[Opening RAW DATA section]

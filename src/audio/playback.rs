use std::sync::Arc;
use std::sync::atomic::{AtomicU64, Ordering};
use std::thread::{self, JoinHandle};

use cpal::traits::{DeviceTrait, HostTrait, StreamTrait};
use crossbeam_channel::{Receiver, Sender};

use super::FrameBuffer;
use crate::config::AudioConfig;
use crate::error::{FilterError, Result};
use crate::scheduler::{ChannelSink, ChunkCompletion, PlaybackSink, ScheduledFrame};

/// Output stream on the default playback device
///
/// Plays scheduled frames back to back, copying the mono signal to every
/// output channel, and outputs silence while nothing is queued. Once a
/// looped chunk's last sample has been written the callback hands its
/// completion to a dispatcher thread, so the callback never waits on the
/// scheduler's lock.
pub struct AudioPlayback {
    stream: Option<cpal::Stream>,
    dispatcher: Option<JoinHandle<()>>,
}

/// Completions the callback can hand off before falling back to completing
/// them inline
const COMPLETION_QUEUE: usize = 64;

/// Scheduling side of an [`AudioPlayback`] stream
pub struct PlaybackHandle {
    queue: ChannelSink,
    flushes: Arc<AtomicU64>,
}

struct Playing {
    frame: FrameBuffer,
    completion: Option<ChunkCompletion>,
    position: usize,
}

impl AudioPlayback {
    pub fn new(config: &AudioConfig) -> Result<(Self, PlaybackHandle)> {
        let host = cpal::default_host();

        let device = host
            .default_output_device()
            .ok_or_else(|| FilterError::AudioDevice("No output device found".into()))?;

        match device.description() {
            Ok(desc) => log::info!("Output device: {:?}", desc),
            Err(_) => log::info!("Output device: Unknown"),
        }

        let stream_config = cpal::StreamConfig {
            channels: config.output_channels,
            sample_rate: config.sample_rate,
            buffer_size: cpal::BufferSize::Default,
        };

        let (completions, finished) = crossbeam_channel::bounded(COMPLETION_QUEUE);
        let dispatcher = thread::Builder::new()
            .name("firstream-completions".into())
            .spawn(move || dispatch_completions(finished))
            .map_err(|e| FilterError::AudioStream(format!("completion thread: {}", e)))?;

        let (queue, rx) = ChannelSink::new();
        let flushes = Arc::new(AtomicU64::new(0));
        let mut renderer = Renderer {
            rx,
            completions,
            flushes: flushes.clone(),
            seen_flushes: 0,
            playing: None,
            channels: config.output_channels.max(1) as usize,
        };

        let stream = device
            .build_output_stream(
                &stream_config,
                move |data: &mut [f32], _: &cpal::OutputCallbackInfo| renderer.render(data),
                |err| log::error!("Audio output stream error: {}", err),
                None,
            )
            .map_err(|e| FilterError::AudioStream(format!("{}", e)))?;

        stream
            .play()
            .map_err(|e| FilterError::AudioStream(format!("{}", e)))?;

        let playback = Self {
            stream: Some(stream),
            dispatcher: Some(dispatcher),
        };
        Ok((playback, PlaybackHandle { queue, flushes }))
    }
}

impl Drop for AudioPlayback {
    fn drop(&mut self) {
        if let Some(stream) = self.stream.take() {
            let _ = stream.pause();
        }
        // The callback owned the last completion sender
        if let Some(Err(_)) = self.dispatcher.take().map(JoinHandle::join) {
            log::error!("Completion dispatcher panicked");
        }
    }
}

fn dispatch_completions(finished: Receiver<ChunkCompletion>) {
    for completion in finished {
        completion.complete();
    }
    log::debug!("Completion dispatcher stopped");
}

impl PlaybackSink for PlaybackHandle {
    fn schedule(&mut self, frame: FrameBuffer, completion: Option<ChunkCompletion>) {
        self.queue.schedule(frame, completion);
    }

    fn stop(&mut self) {
        self.flushes.fetch_add(1, Ordering::AcqRel);
        self.queue.stop();
    }
}

struct Renderer {
    rx: Receiver<ScheduledFrame>,
    completions: Sender<ChunkCompletion>,
    flushes: Arc<AtomicU64>,
    seen_flushes: u64,
    playing: Option<Playing>,
    channels: usize,
}

impl Renderer {
    fn render(&mut self, data: &mut [f32]) {
        let flushes = self.flushes.load(Ordering::Acquire);
        if flushes != self.seen_flushes {
            self.seen_flushes = flushes;
            self.playing = None;
        }

        for out in data.chunks_mut(self.channels) {
            let sample = self.next_sample();
            out.fill(sample);
        }
    }

    fn next_sample(&mut self) -> f32 {
        if self.playing.is_none() {
            self.playing = self.rx.try_recv().ok().map(|scheduled| Playing {
                frame: scheduled.frame,
                completion: scheduled.completion,
                position: 0,
            });
        }

        let Some(playing) = self.playing.as_mut() else {
            return 0.0;
        };

        let samples = playing.frame.as_slice();
        let sample = samples.get(playing.position).copied().unwrap_or(0.0);
        playing.position += 1;

        if playing.position >= samples.len() {
            let done = self.playing.take();
            if let Some(completion) = done.and_then(|done| done.completion) {
                self.dispatch(completion);
            }
        }

        sample
    }

    fn dispatch(&self, completion: ChunkCompletion) {
        if let Err(e) = self.completions.try_send(completion) {
            e.into_inner().complete();
        }
    }
}

#[cfg(test)]
mod tests {
    use super::*;
    use crate::constants::SILENCE_FLOOR_DB;
    use crate::scheduler::{ScheduleState, SourceMode};

    fn renderer(channels: usize) -> (Renderer, PlaybackHandle, Receiver<ChunkCompletion>) {
        let (queue, rx) = ChannelSink::new();
        let (completions, finished) = crossbeam_channel::bounded(COMPLETION_QUEUE);
        let flushes = Arc::new(AtomicU64::new(0));
        (
            Renderer {
                rx,
                completions,
                flushes: flushes.clone(),
                seen_flushes: 0,
                playing: None,
                channels,
            },
            PlaybackHandle { queue, flushes },
            finished,
        )
    }

    #[test]
    fn test_render_copies_to_all_channels_then_silence() {
        let (mut renderer, mut handle, _finished) = renderer(2);
        handle.schedule(FrameBuffer::from_samples(vec![0.5, -0.5]), None);

        let mut out = [9.0f32; 6];
        renderer.render(&mut out);
        assert_eq!(out, [0.5, 0.5, -0.5, -0.5, 0.0, 0.0]);
    }

    #[test]
    fn test_completion_handed_off_after_last_sample() {
        let state = Arc::new(ScheduleState::new(SourceMode::Looped, SILENCE_FLOOR_DB));
        let epoch = state.epoch();
        assert!(state.begin_pass(epoch, 1));

        let (mut renderer, mut handle, finished) = renderer(1);
        let completion = ChunkCompletion::new(state.clone(), epoch);
        handle.schedule(FrameBuffer::from_samples(vec![0.1; 4]), Some(completion));

        let mut out = [0.0f32; 3];
        renderer.render(&mut out);
        assert!(finished.is_empty());

        // The callback only queues it; the state changes on the dispatcher
        renderer.render(&mut out);
        assert_eq!(state.remaining_chunks(), 1);

        assert_eq!(finished.len(), 1);

        // Dropping the renderer closes the queue, so the dispatcher returns
        drop(renderer);
        dispatch_completions(finished);
        assert_eq!(state.remaining_chunks(), 0);
    }

    #[test]
    fn test_completion_inline_without_dispatcher() {
        let state = Arc::new(ScheduleState::new(SourceMode::Looped, SILENCE_FLOOR_DB));
        let epoch = state.epoch();
        assert!(state.begin_pass(epoch, 1));

        let (mut renderer, mut handle, finished) = renderer(1);
        drop(finished);
        handle.schedule(
            FrameBuffer::from_samples(vec![0.1; 2]),
            Some(ChunkCompletion::new(state.clone(), epoch)),
        );

        let mut out = [0.0f32; 2];
        renderer.render(&mut out);
        assert_eq!(state.remaining_chunks(), 0);
    }

    #[test]
    fn test_stop_drops_frame_in_progress() {
        let (mut renderer, mut handle, _finished) = renderer(1);
        handle.schedule(FrameBuffer::from_samples(vec![1.0; 4]), None);
        handle.schedule(FrameBuffer::from_samples(vec![2.0; 4]), None);

        let mut out = [0.0f32; 2];
        renderer.render(&mut out);
        assert_eq!(out, [1.0, 1.0]);

        handle.stop();
        renderer.render(&mut out);
        assert_eq!(out, [0.0, 0.0]);
    }
}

[Closing RAW DATA section]

Above is a listing; report how many of its lines include the word "PlaybackSink", giving the number only.

■ **ANSWER BOX**
2